The researchers designed a specialised diet that removes two key building blocks required for tumour growth. In mice, combining the diet with the already approved drug difluoromethylornithine (DFMO) did more than slow tumour progression – it significantly improved survival.

“Our goal is to push this to the clinic this year or early next year,” says co-author Raphael Morscher, a paediatric cancer researcher at the University of Zurich in Switzerland.

The approach targets a shared vulnerability in tumour metabolism. Many cancers exhibit MYC-driven metabolic rewiring that increases their reliance on polyamines – small molecules essential for rapid cell division. Limiting access to these molecules may therefore offer a strategy that extends beyond neuroblastoma to other MYC-driven cancers as well.

When a growth switch gets stuck

Neuroblastomas generally arise in the first two years of a baby’s life.
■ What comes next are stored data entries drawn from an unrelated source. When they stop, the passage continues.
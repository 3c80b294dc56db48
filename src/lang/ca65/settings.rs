//! Parse settings string sent by any client.
//!
//! The server will check for specific keys that may affect its operation.
//! The settings structure can then be used by the various modules.
//! Settings are also cached per document, since clients may scope the
//! configuration to a resource.

use serde_json;
use crate::DYNERR;
use crate::lang::{update_json_bool,update_json_string,update_json_vec_str};

#[derive(Clone)]
pub struct Settings {
    /// external assembler invoked by the diagnostic runner
    pub executable_path: String,
    pub enable_stderr_diagnostics: bool,
    pub enable_unused_symbol_diagnostics: bool,
    /// search path for `.include`, entries may be glob patterns
    pub include_dirs: Vec<String>,
    /// search path for `.incbin`, entries may be glob patterns
    pub bin_include_dirs: Vec<String>,
    /// extensions offered by auto-include completions
    pub auto_include_extensions: Vec<String>,
    /// extensions treated as source beyond the defaults
    pub additional_extensions: Vec<String>,
    pub anonymous_label_index_hints: bool,
    pub import_from_hints: bool,
    pub smart_folding: bool,
    pub implicit_imports: bool
}

impl Settings {
    pub fn new() -> Self {
        Self {
            executable_path: "ca65".to_string(),
            enable_stderr_diagnostics: true,
            enable_unused_symbol_diagnostics: true,
            include_dirs: Vec::new(),
            bin_include_dirs: Vec::new(),
            auto_include_extensions: vec![".inc".to_string(),".s".to_string()],
            additional_extensions: Vec::new(),
            anonymous_label_index_hints: true,
            import_from_hints: true,
            smart_folding: true,
            implicit_imports: true
        }
    }
}

pub fn parse(json: &str) -> Result<Settings,DYNERR> {
    let mut ans = Settings::new();
    if let Ok(root) = serde_json::from_str::<serde_json::Value>(json) {
        update_json_string(&root,"executablePath",&mut ans.executable_path);
        update_json_bool(&root,"enableStderrDiagnostics",&mut ans.enable_stderr_diagnostics);
        update_json_bool(&root,"enableUnusedSymbolDiagnostics",&mut ans.enable_unused_symbol_diagnostics);
        update_json_vec_str(&root,"includeDirs",&mut ans.include_dirs);
        update_json_vec_str(&root,"binIncludeDirs",&mut ans.bin_include_dirs);
        update_json_vec_str(&root,"autoIncludeExtensions",&mut ans.auto_include_extensions);
        update_json_vec_str(&root,"additionalExtensions",&mut ans.additional_extensions);
        update_json_bool(&root,"anonymousLabelIndexHints",&mut ans.anonymous_label_index_hints);
        update_json_bool(&root,"importFromHints",&mut ans.import_from_hints);
        update_json_bool(&root,"smartFolding",&mut ans.smart_folding);
        update_json_bool(&root,"implicitImports",&mut ans.implicit_imports);
    }
    Ok(ans)
}
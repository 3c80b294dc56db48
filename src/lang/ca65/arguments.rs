//! Argument parser for ca65 source.
//!
//! Consumes the argument item produced by the line lexer and emits the
//! qualified-name groups found in it.  Contents of string literals,
//! character literals, and hexadecimal numbers are blanked first so that
//! identifier-like characters inside them are not mistaken for names.
//!
//! `.sizeof(...)` expressions are extracted in a first pass and their
//! arguments tagged with the `sizeof` context; everything else is scanned
//! in a second pass.  A group is a maximal run of identifier tokens joined
//! by `::`; a leading `::` contributes an initial empty qualifier denoting
//! the file root.

use regex::Regex;
use super::RefContext;
use super::lexer::{is_identifier_start,is_identifier_char};

const RCH: &str = "unreachable was reached";

/// One token of a qualified-name group.  The last token of a group carries
/// the group's context, the tokens before it carry `scope`.
#[derive(Clone,PartialEq,Debug)]
pub struct ArgToken {
    pub text: String,
    pub offset: usize,
    pub ctx: RefContext
}

/// A qualified-name group such as `Gfx::Sprite::HEIGHT`.  A leading token
/// with empty text anchors the chain at the file root (`::name`).
#[derive(Clone,PartialEq,Debug)]
pub struct ArgGroup {
    pub tokens: Vec<ArgToken>
}

/// One item of an `.import`/`.export` style argument list.
#[derive(Clone,PartialEq,Debug)]
pub struct ImportExportItem {
    pub name: String,
    pub offset: usize,
    /// trailing `:addrspec`, e.g. `:zeropage`
    pub addr_size: Option<String>,
    /// value expression after `=` or `:=`
    pub value: Option<String>
}

pub struct ArgParser {
    sizeof_patt: Regex,
    hex_patt: Regex,
    string_patt: Regex,
    char_patt: Regex,
    item_patt: Regex
}

impl ArgParser {
    pub fn new() -> Self {
        Self {
            sizeof_patt: Regex::new(r"(?i)\.sizeof\s*\(([^)]*)\)").expect(RCH),
            hex_patt: Regex::new(r"\$[0-9A-Fa-f]+").expect(RCH),
            string_patt: Regex::new(r#""[^"]*""#).expect(RCH),
            char_patt: Regex::new(r"'[^']*'").expect(RCH),
            item_patt: Regex::new(r"^\s*([A-Za-z_@][A-Za-z0-9_@]*)\s*(:\s*([A-Za-z]+))?\s*((:?=)\s*(.*))?$").expect(RCH)
        }
    }

    /// Blank a span by overwriting it with spaces, preserving every offset.
    fn blank(masked: &mut String, start: usize, end: usize) {
        masked.replace_range(start..end," ".repeat(end-start).as_str());
    }

    /// Blank string literals, character literals, and hex numbers.
    fn mask(&self, args: &str) -> String {
        let mut masked = args.to_string();
        for patt in [&self.string_patt,&self.char_patt,&self.hex_patt] {
            let found: Vec<(usize,usize)> = patt.find_iter(&masked)
                .map(|m| (m.start(),m.end())).collect();
            for (start,end) in found {
                Self::blank(&mut masked,start,end);
            }
        }
        masked
    }

    /// Parse the argument text beginning at byte `offset` of its line into
    /// qualified-name groups.
    pub fn parse(&self, args: &str, offset: usize) -> Vec<ArgGroup> {
        let mut ans = Vec::new();
        let mut masked = self.mask(args);

        // first pass: extract .sizeof(...) expressions, then blank them
        let sizeof_spans: Vec<(usize,usize,usize)> = self.sizeof_patt.captures_iter(&masked)
            .filter_map(|cap| {
                let whole = cap.get(0)?;
                let inner = cap.get(1)?;
                Some((whole.start(),whole.end(),inner.start()))
            }).collect();
        for (start,end,inner_start) in sizeof_spans {
            let inner = masked[inner_start..end-1].to_string();
            ans.append(&mut self.scan_groups(&inner,offset+inner_start,RefContext::Sizeof));
            Self::blank(&mut masked,start,end);
        }

        // second pass: everything that is left
        ans.append(&mut self.scan_groups(&masked,offset,RefContext::Symbol));
        ans.sort_by_key(|g| g.tokens.last().map(|t| t.offset).unwrap_or(0));
        ans
    }

    /// Scan masked text for qualified-name groups, tagging the last token
    /// of each group with `ctx`.
    fn scan_groups(&self, text: &str, offset: usize, ctx: RefContext) -> Vec<ArgGroup> {
        let mut ans = Vec::new();
        let bytes = text.as_bytes();
        let mut i = 0;
        while i < bytes.len() {
            let c = bytes[i] as char;
            // a dot-word is a pseudo-function or control command, skip it whole
            if c == '.' && i+1 < bytes.len() && is_identifier_start(bytes[i+1] as char) {
                i += 1;
                while i < bytes.len() && is_identifier_char(bytes[i] as char) {
                    i += 1;
                }
                continue;
            }
            let mut tokens: Vec<ArgToken> = Vec::new();
            // leading :: anchors the group at the file root
            if c == ':' && i+1 < bytes.len() && bytes[i+1] == b':'
                && i+2 < bytes.len() && is_identifier_start(bytes[i+2] as char) {
                tokens.push(ArgToken { text: String::new(), offset: offset+i, ctx: RefContext::Scope });
                i += 2;
            } else if !is_identifier_start(c) {
                i += 1;
                continue;
            }
            // chain of identifiers joined by ::
            loop {
                let start = i;
                while i < bytes.len() && is_identifier_char(bytes[i] as char) {
                    i += 1;
                }
                tokens.push(ArgToken { text: text[start..i].to_string(), offset: offset+start, ctx: RefContext::Scope });
                if i+1 < bytes.len() && bytes[i] == b':' && bytes[i+1] == b':'
                    && i+2 < bytes.len() && is_identifier_start(bytes[i+2] as char) {
                    i += 2;
                    continue;
                }
                break;
            }
            if let Some(last) = tokens.last_mut() {
                last.ctx = ctx;
            }
            ans.push(ArgGroup { tokens });
        }
        ans
    }

    /// Parse an `.import`/`.export`/`.global` argument list: items split on
    /// top-level commas, each an identifier with optional `:addrspec` and
    /// optional `=`/`:=` value.
    pub fn parse_import_export(&self, args: &str, offset: usize) -> Vec<ImportExportItem> {
        let mut ans = Vec::new();
        let masked = self.mask(args);
        let mut item_start = 0;
        let mut spans = Vec::new();
        let mut depth = 0;
        for (i,c) in masked.char_indices() {
            match c {
                '(' => depth += 1,
                ')' => if depth > 0 { depth -= 1 },
                ',' if depth == 0 => {
                    spans.push((item_start,i));
                    item_start = i + 1;
                },
                _ => {}
            }
        }
        spans.push((item_start,masked.len()));
        for (start,end) in spans {
            if let Some(cap) = self.item_patt.captures(&masked[start..end]) {
                let name = match cap.get(1) { Some(m) => m, None => continue };
                // the value expression must come from the unmasked text
                let value = cap.get(6).map(|m| args[start+m.start()..end].trim().to_string())
                    .filter(|v| !v.is_empty());
                ans.push(ImportExportItem {
                    name: name.as_str().to_string(),
                    offset: offset + start + name.start(),
                    addr_size: cap.get(3).map(|m| m.as_str().to_string()),
                    value
                });
            }
        }
        ans
    }
}
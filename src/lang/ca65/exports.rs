//! Exports map.
//!
//! Workspace-wide index of exported names.  Each name keys a stack of
//! entries in insertion order; replacing a file's exports first removes
//! every entry belonging to that file, then pushes the new set, so a
//! rescan is atomic per file.

use lsp_types as lsp;
use std::collections::HashMap;
use super::{ExportKind,ScopeHandle};

/// One export, detached from its symbol table so the map survives rescans
/// of other files.
#[derive(Clone,PartialEq)]
pub struct ExportEntry {
    pub uri: String,
    pub name: String,
    pub kind: ExportKind,
    pub rng: lsp::Range,
    /// enclosing scope within the exporting file
    pub scope: ScopeHandle,
    /// index within the exporting file's table
    pub index: usize
}

#[derive(Clone,Default)]
pub struct ExportsMap {
    map: HashMap<String,Vec<ExportEntry>>
}

impl ExportsMap {
    pub fn new() -> Self {
        Self::default()
    }

    /// Replace every export belonging to `uri` with the new set.
    pub fn update_exports(&mut self, uri: &str, new_set: Vec<ExportEntry>) {
        for stack in self.map.values_mut() {
            stack.retain(|e| e.uri != uri);
        }
        self.map.retain(|_,stack| !stack.is_empty());
        for entry in new_set {
            self.map.entry(entry.name.clone()).or_default().push(entry);
        }
    }

    pub fn remove_file(&mut self, uri: &str) {
        self.update_exports(uri,Vec::new());
    }

    /// Current stack for a name, insertion order of surviving entries.
    pub fn get(&self, name: &str) -> &[ExportEntry] {
        self.map.get(name).map(|v| v.as_slice()).unwrap_or(&[])
    }

    pub fn names(&self) -> Vec<&String> {
        let mut ans: Vec<&String> = self.map.keys().collect();
        ans.sort();
        ans
    }

    /// Human-readable dump for the debug request.
    pub fn dump(&self) -> String {
        let mut ans = String::new();
        for name in self.names() {
            ans += &format!("{}\n",name);
            for entry in self.get(name) {
                ans += &format!("    {} line {} ({})\n",entry.uri,entry.rng.start.line,entry.kind);
            }
        }
        ans
    }
}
For many families, the first sign of trouble is a lump on their infant’s tummy. “When we hear ‘neuro’, we think about the brain, but neuroblastomas arise from nerve cells all over the body – including the ones that control blood pressure or control how the bowel moves,” explains Raphael Morscher, who treats children at the University Children’s Hospital Zurich in addition to his research on cancer metabolism.

“If there are very specific mutations – often involving a gene called MYC, which acts like a growth switch and rewires how cells use nutrients – those nerve cells start dividing uncontrollably and can spread to other parts of the body,” Raphael Morscher says.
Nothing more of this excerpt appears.